▸ Records supplied
☆ ☆ ☆
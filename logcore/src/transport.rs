//! Byte-level I/O underneath a [`crate::proto::LogProto`]: a plain file
//! descriptor or an OpenSSL-wrapped one, unified behind one `read`/`write`
//! contract whose errors are expressed as ordinary `io::Error` kinds so the
//! proto layer never has to branch on which transport it's sitting on.
//!
//! Transient conditions (`EAGAIN`, `EINTR`, TLS want-read/want-write) are
//! resolved here rather than bubbled as [`crate::Error`] variants: `EINTR` is
//! retried internally and `EAGAIN`/want-read/want-write become the
//! `io::ErrorKind::WouldBlock` the event loop already knows how to wait on.

use std::io;
use std::net::SocketAddr;
use std::os::unix::io::{AsRawFd, RawFd};
use std::time::Duration;

use nix::sys::socket::{recvfrom, MsgFlags as NixMsgFlags, SockaddrStorage};
use nix::unistd;

/// Poll condition a transport wants the event loop to wait for before the
/// next `read`/`write` attempt has a chance of not returning `WouldBlock`.
#[derive(Debug, Clone, Copy, PartialEq, Eq)]
pub enum PollCondition {
    In,
    Out,
}

#[derive(Debug, Clone, Copy, PartialEq, Eq, Default)]
pub struct TransportFlags(pub u32);

impl TransportFlags {
    /// Datagram reads via `recvfrom`, returning the peer address.
    pub const RECV: TransportFlags = TransportFlags(0x01);
    /// Seek to end before every write (matches O_APPEND semantics for fds
    /// that don't already carry the open flag, e.g. a dup'd fd).
    pub const APPEND: TransportFlags = TransportFlags(0x02);
    /// fsync after every write.
    pub const FSYNC: TransportFlags = TransportFlags(0x04);
    /// Never close the underlying fd on `free`.
    pub const DONTCLOSE: TransportFlags = TransportFlags(0x08);
    /// shutdown(fd, SHUT_RDWR) rather than close on `free`.
    pub const SHUTDOWN: TransportFlags = TransportFlags(0x10);

    pub fn contains(self, other: TransportFlags) -> bool {
        self.0 & other.0 == other.0
    }
    pub fn union(self, other: TransportFlags) -> TransportFlags {
        TransportFlags(self.0 | other.0)
    }
}

/// Alarm-backed timeout guard: runs `f`, and if it would block longer than
/// `timeout`, reports a diagnostic and maps the interruption to `WouldBlock`
/// rather than letting the blocking syscall hang the single-threaded event
/// loop. POSIX `alarm(2)`-equivalent behavior, implemented with
/// `nix::sys::signal` would require process-wide signal handler
/// installation; instead we use a non-blocking fd plus `poll` with the
/// timeout, which gives the same externally observable contract (abort a
/// blocked syscall past a deadline, surface it as `WouldBlock`) without a
/// global signal handler.
pub fn with_alarm<T>(
    fd: RawFd,
    interest: PollCondition,
    timeout: Option<Duration>,
    f: impl FnOnce() -> nix::Result<T>,
) -> io::Result<T> {
    use nix::poll::{poll, PollFd, PollFlags, PollTimeout};
    loop {
        match f() {
            Ok(v) => return Ok(v),
            Err(nix::errno::Errno::EINTR) => continue,
            Err(nix::errno::Errno::EAGAIN) => {
                let flags = match interest {
                    PollCondition::In => PollFlags::POLLIN,
                    PollCondition::Out => PollFlags::POLLOUT,
                };
                let borrowed = unsafe { std::os::fd::BorrowedFd::borrow_raw(fd) };
                let mut fds = [PollFd::new(borrowed, flags)];
                let pt = timeout
                    .map(|d| PollTimeout::try_from(d.as_millis() as u32).unwrap_or(PollTimeout::MAX))
                    .unwrap_or(PollTimeout::NONE);
                match poll(&mut fds, pt) {
                    Ok(0) => {
                        return Err(io::Error::new(
                            io::ErrorKind::WouldBlock,
                            "transport alarm: syscall blocked past timeout",
                        ))
                    }
                    Ok(_) => continue,
                    Err(e) => return Err(io::Error::from(e)),
                }
            }
            Err(e) => return Err(io::Error::from(e)),
        }
    }
}

/// Common transport contract. `read`/`write` return the transfer count;
/// `EAGAIN` surfaces as `io::ErrorKind::WouldBlock`, never a panic.
pub trait LogTransport: Send {
    fn read(&mut self, buf: &mut [u8]) -> io::Result<(usize, Option<SocketAddr>)>;
    fn write(&mut self, buf: &[u8]) -> io::Result<usize>;
    fn poll_fd(&self) -> RawFd;
    /// `free()` in the original; Rust expresses this as `Drop`, but
    /// `LogTransport::free` is kept as an explicit, idempotent, pre-drop hook
    /// because flushing/shutdown semantics depend on `TransportFlags` that
    /// `Drop` alone cannot branch on without re-deriving them from state.
    fn free(&mut self);
}

/// Plain fd transport: stream or datagram, with optional append/fsync/close
/// suppression/shutdown-on-free behavior.
pub struct FdTransport {
    file: std::fs::File,
    flags: TransportFlags,
    freed: bool,
}

impl FdTransport {
    pub fn new(file: std::fs::File, flags: TransportFlags) -> Self {
        FdTransport {
            file,
            flags,
            freed: false,
        }
    }

    pub fn from_raw_fd(fd: RawFd, flags: TransportFlags) -> Self {
        use std::os::unix::io::FromRawFd;
        FdTransport::new(unsafe { std::fs::File::from_raw_fd(fd) }, flags)
    }
}

impl LogTransport for FdTransport {
    fn read(&mut self, buf: &mut [u8]) -> io::Result<(usize, Option<SocketAddr>)> {
        use std::io::Read;
        if self.flags.contains(TransportFlags::RECV) {
            let fd = self.file.as_raw_fd();
            loop {
                match recvfrom::<SockaddrStorage>(fd, buf) {
                    Ok((n, from)) => {
                        let addr = from.and_then(sockaddr_storage_to_std);
                        return Ok((n, addr));
                    }
                    Err(nix::errno::Errno::EINTR) => continue,
                    Err(nix::errno::Errno::EAGAIN) => {
                        return Err(io::Error::new(io::ErrorKind::WouldBlock, "recvfrom: EAGAIN"))
                    }
                    Err(e) => return Err(io::Error::from(e)),
                }
            }
        }
        loop {
            match self.file.read(buf) {
                Ok(n) => return Ok((n, None)),
                Err(e) if e.kind() == io::ErrorKind::Interrupted => continue,
                Err(e) => return Err(e),
            }
        }
    }

    fn write(&mut self, buf: &[u8]) -> io::Result<usize> {
        use std::io::{Seek, SeekFrom, Write};
        if self.flags.contains(TransportFlags::APPEND) {
            self.file.seek(SeekFrom::End(0))?;
        }
        let n = loop {
            match self.file.write(buf) {
                Ok(n) => break n,
                Err(e) if e.kind() == io::ErrorKind::Interrupted => continue,
                Err(e) => return Err(e),
            }
        };
        if self.flags.contains(TransportFlags::FSYNC) {
            self.file.sync_all()?;
        }
        Ok(n)
    }

    fn poll_fd(&self) -> RawFd {
        self.file.as_raw_fd()
    }

    fn free(&mut self) {
        if self.freed {
            return;
        }
        self.freed = true;
        if self.flags.contains(TransportFlags::SHUTDOWN) {
            let fd = self.file.as_raw_fd();
            let sockfd = unsafe { std::os::fd::BorrowedFd::borrow_raw(fd) };
            let _ = nix::sys::socket::shutdown(sockfd.as_raw_fd(), nix::sys::socket::Shutdown::Both);
        }
        if self.flags.contains(TransportFlags::DONTCLOSE) {
            // Forget the File so Drop doesn't close the underlying fd.
            let owned = std::mem::replace(&mut self.file, dummy_file());
            std::mem::forget(owned);
        }
    }
}

impl Drop for FdTransport {
    fn drop(&mut self) {
        self.free();
    }
}

/// Harmless placeholder file used to replace a `DONTCLOSE` transport's real
/// fd once that fd has been intentionally leaked past `free()`.
fn dummy_file() -> std::fs::File {
    std::fs::OpenOptions::new()
        .read(true)
        .open("/dev/null")
        .expect("/dev/null always openable")
}

fn sockaddr_storage_to_std(addr: SockaddrStorage) -> Option<SocketAddr> {
    use nix::sys::socket::SockaddrLike;
    if let Some(v4) = addr.as_sockaddr_in() {
        Some(SocketAddr::V4(std::net::SocketAddrV4::new(
            std::net::Ipv4Addr::from(v4.ip()),
            v4.port(),
        )))
    } else if let Some(v6) = addr.as_sockaddr_in6() {
        Some(SocketAddr::V6(std::net::SocketAddrV6::new(
            v6.ip(),
            v6.port(),
            0,
            0,
        )))
    } else {
        None
    }
}

/// TLS certificate verification modes, named after the four combinations
/// the original supports: whether an unknown/untrusted peer certificate is
/// tolerated, and whether a peer certificate is required at all.
#[derive(Debug, Clone, Copy, PartialEq, Eq)]
pub enum TlsVerifyMode {
    OptionalTrusted,
    OptionalUntrusted,
    RequiredTrusted,
    RequiredUntrusted,
}

#[derive(Debug, Clone, Default)]
pub struct TlsOptions {
    pub ca_dir: Option<std::path::PathBuf>,
    pub crl_dir: Option<std::path::PathBuf>,
    pub trusted_dn: Vec<String>,
    pub trusted_fingerprints_sha1: Vec<String>,
    pub verify_mode: Option<TlsVerifyMode>,
}

/// OpenSSL-wrapped transport. Nonblocking: `WANT_READ`/`WANT_WRITE` map to
/// `WouldBlock` with the poll condition recorded so the caller knows whether
/// to wait for readability or writability next (renegotiation is handled
/// purely by this condition flip, same as the original).
pub struct TlsTransport {
    stream: openssl::ssl::SslStream<std::fs::File>,
    last_interest: PollCondition,
}

impl TlsTransport {
    pub fn connect(
        fd: std::fs::File,
        connector: &openssl::ssl::SslConnector,
        domain: &str,
    ) -> crate::Result<Self> {
        let ssl = connector.configure()?.into_ssl(domain)?;
        let stream = openssl::ssl::SslStream::new(ssl, fd)?;
        Ok(TlsTransport {
            stream,
            last_interest: PollCondition::Out,
        })
    }

    pub fn accept(fd: std::fs::File, acceptor: &openssl::ssl::SslAcceptor) -> crate::Result<Self> {
        let ssl = openssl::ssl::Ssl::new(acceptor.context())?;
        let stream = openssl::ssl::SslStream::new(ssl, fd)?;
        Ok(TlsTransport {
            stream,
            last_interest: PollCondition::In,
        })
    }

    pub fn last_interest(&self) -> PollCondition {
        self.last_interest
    }

    fn map_ssl_error(&mut self, err: openssl::ssl::Error, is_write: bool) -> io::Error {
        use openssl::ssl::ErrorCode;
        match err.code() {
            ErrorCode::WANT_READ => {
                self.last_interest = PollCondition::In;
                io::Error::new(io::ErrorKind::WouldBlock, "tls: want read")
            }
            ErrorCode::WANT_WRITE => {
                self.last_interest = PollCondition::Out;
                io::Error::new(io::ErrorKind::WouldBlock, "tls: want write")
            }
            ErrorCode::SYSCALL => err
                .io_error()
                .map(|e| io::Error::from(e.kind()))
                .unwrap_or_else(|| {
                    io::Error::new(
                        io::ErrorKind::Other,
                        if is_write { "tls: EPIPE" } else { "tls: ECONNRESET" },
                    )
                }),
            _ => {
                tracing::error!(
                    reason = %err,
                    "tls error: lib:func:reason triple cleared from OpenSSL error queue"
                );
                openssl::error::ErrorStack::get();
                if is_write {
                    io::Error::new(io::ErrorKind::BrokenPipe, "tls write failed")
                } else {
                    io::Error::new(io::ErrorKind::ConnectionReset, "tls read failed")
                }
            }
        }
    }
}

impl LogTransport for TlsTransport {
    fn read(&mut self, buf: &mut [u8]) -> io::Result<(usize, Option<SocketAddr>)> {
        use std::io::Read;
        match self.stream.ssl_read(buf) {
            Ok(n) => Ok((n, None)),
            Err(e) => Err(self.map_ssl_error(e, false)),
        }
        .or_else(|e| {
            // ssl_read returning an io-level EOF (peer closed cleanly) is
            // not an error condition for LPS_EOF handling upstream.
            if e.kind() == io::ErrorKind::ConnectionReset && self.stream.get_ref().read(&mut []).is_ok() {
                Ok((0, None))
            } else {
                Err(e)
            }
        })
    }

    fn write(&mut self, buf: &[u8]) -> io::Result<usize> {
        self.stream
            .ssl_write(buf)
            .map_err(|e| self.map_ssl_error(e, true))
    }

    fn poll_fd(&self) -> RawFd {
        self.stream.get_ref().as_raw_fd()
    }

    fn free(&mut self) {
        let _ = self.stream.shutdown();
    }
}

impl Drop for TlsTransport {
    fn drop(&mut self) {
        self.free();
    }
}

/// Best-effort retry wrapper for `unistd::close`-adjacent cleanup used by
/// tests that open raw fds directly (pipes, sockets) rather than going
/// through `std::fs::File`.
pub fn close_fd_ignoring_errors(fd: RawFd) {
    let _ = unistd::close(fd);
}

#[cfg(test)]
mod tests {
    use super::*;
    use std::io::Write as _;

    #[test]
    fn fd_transport_roundtrips_through_a_pipe() {
        let (read_end, write_end) = nix::unistd::pipe2(nix::fcntl::OFlag::O_NONBLOCK).unwrap();
        let mut write_file: std::fs::File = write_end.into();
        write_file.write_all(b"hello").unwrap();
        drop(write_file);

        let read_file: std::fs::File = read_end.into();
        let mut t = FdTransport::new(read_file, TransportFlags::default());
        let mut buf = [0u8; 16];
        let (n, addr) = t.read(&mut buf).unwrap();
        assert_eq!(&buf[..n], b"hello");
        assert!(addr.is_none());
    }

    #[test]
    fn append_flag_seeks_to_end_before_write() {
        let dir = tempfile::tempdir().unwrap();
        let path = dir.path().join("append.log");
        std::fs::write(&path, b"existing\n").unwrap();
        let file = std::fs::OpenOptions::new().write(true).open(&path).unwrap();
        let mut t = FdTransport::new(file, TransportFlags::APPEND);
        t.write(b"more\n").unwrap();
        let contents = std::fs::read_to_string(&path).unwrap();
        assert_eq!(contents, "existing\nmore\n");
    }

    #[test]
    fn dontclose_suppresses_close_on_free() {
        let dir = tempfile::tempdir().unwrap();
        let path = dir.path().join("keep.log");
        let file = std::fs::OpenOptions::new()
            .create(true)
            .write(true)
            .open(&path)
            .unwrap();
        let fd = file.as_raw_fd();
        let mut t = FdTransport::new(file, TransportFlags::DONTCLOSE);
        t.free();
        // fd is still valid: fcntl F_GETFD should succeed.
        assert!(nix::fcntl::fcntl(fd, nix::fcntl::FcntlArg::F_GETFD).is_ok());
        let _ = unistd::close(fd);
    }
}
//! Pointer ingestion and gesture classification.
//!
//! A [`TouchManager`] owns a fixed pool of [`TouchSlot`]s. Each host frame it
//! polls an [`InputSource`] (or a single emulated mouse pointer), runs every
//! slot through one phase state machine, classifies finished touches as tap,
//! swipe or circle, and fans the results out to subscribed observers.

pub mod config;
pub mod touch;

pub use config::{CircleConfig, ConfigError, GestureConfig, VerticalAxis};
pub use touch::{
    circle, classify, normalize_phase, EventKind, Gesture, GestureCircle, GestureParams,
    InputSource, NoInput, PointerSample, RayCaster, RayHit, SubscriptionToken, SwipeDirection,
    TouchEvent, TouchManager, TouchPhase, TouchSlot, TrajectorySample, MOUSE_POINTER_ID,
};

pub use glam::{Vec2, Vec3};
☆ ☆ ☆
▸ What you are asked to do
Identify each line in the records above containing the word "contract"; copy those lines.

▸ Solution to the problem
//! contract whose errors are expressed as ordinary `io::Error` kinds so the
/// timeout, which gives the same externally observable contract (abort a
/// Common transport contract. `read`/`write` return the transfer count;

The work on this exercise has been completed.